* Task to complete: Your task is to quote the listing below exactly, beginning with its first line and ending on the line bearing "of its replies.".

* Data for review:
+ + + + + + +

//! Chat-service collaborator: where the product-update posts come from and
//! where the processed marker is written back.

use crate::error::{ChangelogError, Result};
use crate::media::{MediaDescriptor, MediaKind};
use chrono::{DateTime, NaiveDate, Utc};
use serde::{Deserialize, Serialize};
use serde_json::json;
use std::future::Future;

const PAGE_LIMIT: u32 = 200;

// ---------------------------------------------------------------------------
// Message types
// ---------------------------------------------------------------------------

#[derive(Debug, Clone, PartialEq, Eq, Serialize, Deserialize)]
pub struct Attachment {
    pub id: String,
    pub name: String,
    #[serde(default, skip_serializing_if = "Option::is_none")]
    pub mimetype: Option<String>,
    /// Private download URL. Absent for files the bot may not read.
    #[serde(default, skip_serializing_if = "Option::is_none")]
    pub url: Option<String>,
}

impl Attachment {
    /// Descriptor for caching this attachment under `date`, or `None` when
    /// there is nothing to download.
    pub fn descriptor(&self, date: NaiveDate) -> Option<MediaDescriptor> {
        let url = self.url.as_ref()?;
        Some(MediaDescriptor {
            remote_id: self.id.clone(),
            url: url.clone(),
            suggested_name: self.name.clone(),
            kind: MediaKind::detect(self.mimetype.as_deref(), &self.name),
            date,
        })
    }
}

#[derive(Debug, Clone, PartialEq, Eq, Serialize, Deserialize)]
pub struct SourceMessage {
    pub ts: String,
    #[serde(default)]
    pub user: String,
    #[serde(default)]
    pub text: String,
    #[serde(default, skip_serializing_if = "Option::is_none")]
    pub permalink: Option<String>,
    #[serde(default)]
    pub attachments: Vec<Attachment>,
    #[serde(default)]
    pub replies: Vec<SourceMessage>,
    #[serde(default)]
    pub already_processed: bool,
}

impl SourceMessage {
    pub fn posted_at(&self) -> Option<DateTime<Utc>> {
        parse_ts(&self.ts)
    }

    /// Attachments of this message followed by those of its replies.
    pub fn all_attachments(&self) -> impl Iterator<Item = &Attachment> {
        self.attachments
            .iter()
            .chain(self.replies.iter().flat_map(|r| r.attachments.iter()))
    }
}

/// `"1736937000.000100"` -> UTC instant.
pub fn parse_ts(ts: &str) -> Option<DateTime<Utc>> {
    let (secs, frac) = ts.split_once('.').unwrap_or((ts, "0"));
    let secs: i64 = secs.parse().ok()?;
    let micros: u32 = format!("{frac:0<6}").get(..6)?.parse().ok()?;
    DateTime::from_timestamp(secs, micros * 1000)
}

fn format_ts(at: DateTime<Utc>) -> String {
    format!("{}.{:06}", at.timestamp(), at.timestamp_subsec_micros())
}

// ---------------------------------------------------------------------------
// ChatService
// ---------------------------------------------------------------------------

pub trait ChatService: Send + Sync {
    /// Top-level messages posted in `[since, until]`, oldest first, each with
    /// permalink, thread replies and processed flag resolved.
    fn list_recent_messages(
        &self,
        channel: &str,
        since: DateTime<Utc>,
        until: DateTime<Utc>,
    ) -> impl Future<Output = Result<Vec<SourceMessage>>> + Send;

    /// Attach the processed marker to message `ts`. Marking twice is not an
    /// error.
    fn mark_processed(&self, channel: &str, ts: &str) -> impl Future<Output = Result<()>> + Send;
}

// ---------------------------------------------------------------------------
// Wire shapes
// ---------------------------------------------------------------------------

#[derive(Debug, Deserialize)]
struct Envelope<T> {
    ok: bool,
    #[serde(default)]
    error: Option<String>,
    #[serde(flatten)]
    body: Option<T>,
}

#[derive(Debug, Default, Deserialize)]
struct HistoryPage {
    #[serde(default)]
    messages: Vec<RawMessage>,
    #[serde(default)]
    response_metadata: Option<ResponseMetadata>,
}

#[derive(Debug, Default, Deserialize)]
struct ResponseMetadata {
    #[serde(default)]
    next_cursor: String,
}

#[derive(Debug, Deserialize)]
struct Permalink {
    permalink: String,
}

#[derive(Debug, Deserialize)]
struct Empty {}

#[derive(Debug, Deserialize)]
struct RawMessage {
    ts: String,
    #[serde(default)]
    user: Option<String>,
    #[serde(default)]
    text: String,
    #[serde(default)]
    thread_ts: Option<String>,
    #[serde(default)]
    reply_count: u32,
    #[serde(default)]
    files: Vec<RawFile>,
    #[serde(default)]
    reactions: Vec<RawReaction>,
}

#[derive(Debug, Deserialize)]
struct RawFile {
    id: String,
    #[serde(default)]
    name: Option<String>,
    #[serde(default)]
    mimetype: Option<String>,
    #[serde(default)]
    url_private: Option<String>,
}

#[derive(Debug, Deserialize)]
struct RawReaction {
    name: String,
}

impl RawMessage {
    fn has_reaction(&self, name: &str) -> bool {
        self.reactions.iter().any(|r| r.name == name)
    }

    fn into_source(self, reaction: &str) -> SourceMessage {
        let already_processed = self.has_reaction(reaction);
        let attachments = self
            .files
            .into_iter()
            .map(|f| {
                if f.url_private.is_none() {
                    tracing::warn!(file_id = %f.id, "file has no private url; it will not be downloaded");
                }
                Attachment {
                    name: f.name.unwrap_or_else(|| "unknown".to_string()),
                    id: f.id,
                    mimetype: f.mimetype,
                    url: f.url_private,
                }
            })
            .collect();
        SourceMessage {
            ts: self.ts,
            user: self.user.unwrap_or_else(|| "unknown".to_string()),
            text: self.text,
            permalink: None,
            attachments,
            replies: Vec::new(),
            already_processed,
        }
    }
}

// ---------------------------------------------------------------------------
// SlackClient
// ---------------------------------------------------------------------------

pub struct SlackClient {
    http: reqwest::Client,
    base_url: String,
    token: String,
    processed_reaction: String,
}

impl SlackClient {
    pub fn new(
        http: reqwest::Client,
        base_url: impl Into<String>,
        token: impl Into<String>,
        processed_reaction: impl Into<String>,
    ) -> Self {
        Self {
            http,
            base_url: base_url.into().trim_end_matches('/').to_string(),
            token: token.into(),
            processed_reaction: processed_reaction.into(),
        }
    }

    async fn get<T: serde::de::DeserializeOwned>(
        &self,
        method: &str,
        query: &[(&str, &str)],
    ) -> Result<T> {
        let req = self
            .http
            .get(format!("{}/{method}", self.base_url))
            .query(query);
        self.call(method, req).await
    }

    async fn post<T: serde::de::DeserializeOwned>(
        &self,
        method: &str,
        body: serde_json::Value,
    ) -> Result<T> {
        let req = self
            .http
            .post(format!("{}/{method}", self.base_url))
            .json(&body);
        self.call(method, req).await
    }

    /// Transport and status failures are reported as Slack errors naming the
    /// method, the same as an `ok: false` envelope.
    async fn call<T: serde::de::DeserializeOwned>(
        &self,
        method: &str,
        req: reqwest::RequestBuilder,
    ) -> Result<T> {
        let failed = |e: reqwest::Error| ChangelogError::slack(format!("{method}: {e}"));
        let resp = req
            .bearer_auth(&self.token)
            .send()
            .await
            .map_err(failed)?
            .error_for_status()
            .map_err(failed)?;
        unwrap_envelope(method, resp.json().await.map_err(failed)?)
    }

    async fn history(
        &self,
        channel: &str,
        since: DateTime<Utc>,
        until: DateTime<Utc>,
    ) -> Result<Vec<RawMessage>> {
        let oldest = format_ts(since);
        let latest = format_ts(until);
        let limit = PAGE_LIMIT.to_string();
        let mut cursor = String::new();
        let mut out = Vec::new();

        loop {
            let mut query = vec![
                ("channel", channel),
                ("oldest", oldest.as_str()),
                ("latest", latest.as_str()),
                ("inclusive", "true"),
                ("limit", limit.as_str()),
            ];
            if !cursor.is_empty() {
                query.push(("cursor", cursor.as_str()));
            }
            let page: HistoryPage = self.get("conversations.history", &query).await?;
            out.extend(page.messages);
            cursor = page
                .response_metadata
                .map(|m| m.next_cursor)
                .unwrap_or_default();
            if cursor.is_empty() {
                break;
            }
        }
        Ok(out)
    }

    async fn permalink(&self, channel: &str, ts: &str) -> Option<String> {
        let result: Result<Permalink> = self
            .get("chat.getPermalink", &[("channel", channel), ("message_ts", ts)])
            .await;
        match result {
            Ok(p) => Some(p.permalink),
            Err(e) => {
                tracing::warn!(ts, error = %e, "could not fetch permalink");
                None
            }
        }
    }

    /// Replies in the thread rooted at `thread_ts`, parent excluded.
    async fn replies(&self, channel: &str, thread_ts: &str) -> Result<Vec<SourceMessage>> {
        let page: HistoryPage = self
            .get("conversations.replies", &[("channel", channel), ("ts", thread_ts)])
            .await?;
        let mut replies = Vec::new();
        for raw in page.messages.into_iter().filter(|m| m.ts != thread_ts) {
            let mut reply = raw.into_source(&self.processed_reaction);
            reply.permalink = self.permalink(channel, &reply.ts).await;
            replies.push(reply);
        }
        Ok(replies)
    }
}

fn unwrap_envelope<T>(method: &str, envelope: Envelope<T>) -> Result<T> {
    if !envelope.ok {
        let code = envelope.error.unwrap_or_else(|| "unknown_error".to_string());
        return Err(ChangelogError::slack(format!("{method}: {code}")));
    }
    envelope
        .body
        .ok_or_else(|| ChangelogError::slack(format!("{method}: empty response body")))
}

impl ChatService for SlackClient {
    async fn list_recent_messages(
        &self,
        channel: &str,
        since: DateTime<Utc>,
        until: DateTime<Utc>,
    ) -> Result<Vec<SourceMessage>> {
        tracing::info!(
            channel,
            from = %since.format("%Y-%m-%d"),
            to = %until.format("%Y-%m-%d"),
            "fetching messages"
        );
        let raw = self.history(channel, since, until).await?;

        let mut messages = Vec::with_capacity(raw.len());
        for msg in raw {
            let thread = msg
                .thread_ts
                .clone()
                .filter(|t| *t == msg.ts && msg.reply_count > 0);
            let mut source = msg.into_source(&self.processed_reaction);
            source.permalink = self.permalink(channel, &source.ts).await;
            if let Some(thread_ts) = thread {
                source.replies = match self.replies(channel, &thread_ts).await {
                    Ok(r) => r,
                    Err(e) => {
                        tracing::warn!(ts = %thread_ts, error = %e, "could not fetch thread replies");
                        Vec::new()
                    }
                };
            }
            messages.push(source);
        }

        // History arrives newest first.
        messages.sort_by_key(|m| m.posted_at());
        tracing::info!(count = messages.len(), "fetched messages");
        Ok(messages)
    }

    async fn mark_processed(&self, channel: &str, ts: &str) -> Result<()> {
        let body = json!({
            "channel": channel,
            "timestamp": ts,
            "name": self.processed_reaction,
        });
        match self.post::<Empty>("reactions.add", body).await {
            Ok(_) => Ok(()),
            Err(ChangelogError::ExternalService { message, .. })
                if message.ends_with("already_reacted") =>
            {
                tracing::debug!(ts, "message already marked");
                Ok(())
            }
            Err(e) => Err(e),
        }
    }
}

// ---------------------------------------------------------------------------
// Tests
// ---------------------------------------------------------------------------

+ + + + + + +

* Response to the task:
//! Chat-service collaborator: where the product-update posts come from and
//! where the processed marker is written back.

use crate::error::{ChangelogError, Result};
use crate::media::{MediaDescriptor, MediaKind};
use chrono::{DateTime, NaiveDate, Utc};
use serde::{Deserialize, Serialize};
use serde_json::json;
use std::future::Future;

const PAGE_LIMIT: u32 = 200;

// ---------------------------------------------------------------------------
// Message types
// ---------------------------------------------------------------------------

#[derive(Debug, Clone, PartialEq, Eq, Serialize, Deserialize)]
pub struct Attachment {
    pub id: String,
    pub name: String,
    #[serde(default, skip_serializing_if = "Option::is_none")]
    pub mimetype: Option<String>,
    /// Private download URL. Absent for files the bot may not read.
    #[serde(default, skip_serializing_if = "Option::is_none")]
    pub url: Option<String>,
}

impl Attachment {
    /// Descriptor for caching this attachment under `date`, or `None` when
    /// there is nothing to download.
    pub fn descriptor(&self, date: NaiveDate) -> Option<MediaDescriptor> {
        let url = self.url.as_ref()?;
        Some(MediaDescriptor {
            remote_id: self.id.clone(),
            url: url.clone(),
            suggested_name: self.name.clone(),
            kind: MediaKind::detect(self.mimetype.as_deref(), &self.name),
            date,
        })
    }
}

#[derive(Debug, Clone, PartialEq, Eq, Serialize, Deserialize)]
pub struct SourceMessage {
    pub ts: String,
    #[serde(default)]
    pub user: String,
    #[serde(default)]
    pub text: String,
    #[serde(default, skip_serializing_if = "Option::is_none")]
    pub permalink: Option<String>,
    #[serde(default)]
    pub attachments: Vec<Attachment>,
    #[serde(default)]
    pub replies: Vec<SourceMessage>,
    #[serde(default)]
    pub already_processed: bool,
}

impl SourceMessage {
    pub fn posted_at(&self) -> Option<DateTime<Utc>> {
        parse_ts(&self.ts)
    }

    /// Attachments of this message followed by those of its replies.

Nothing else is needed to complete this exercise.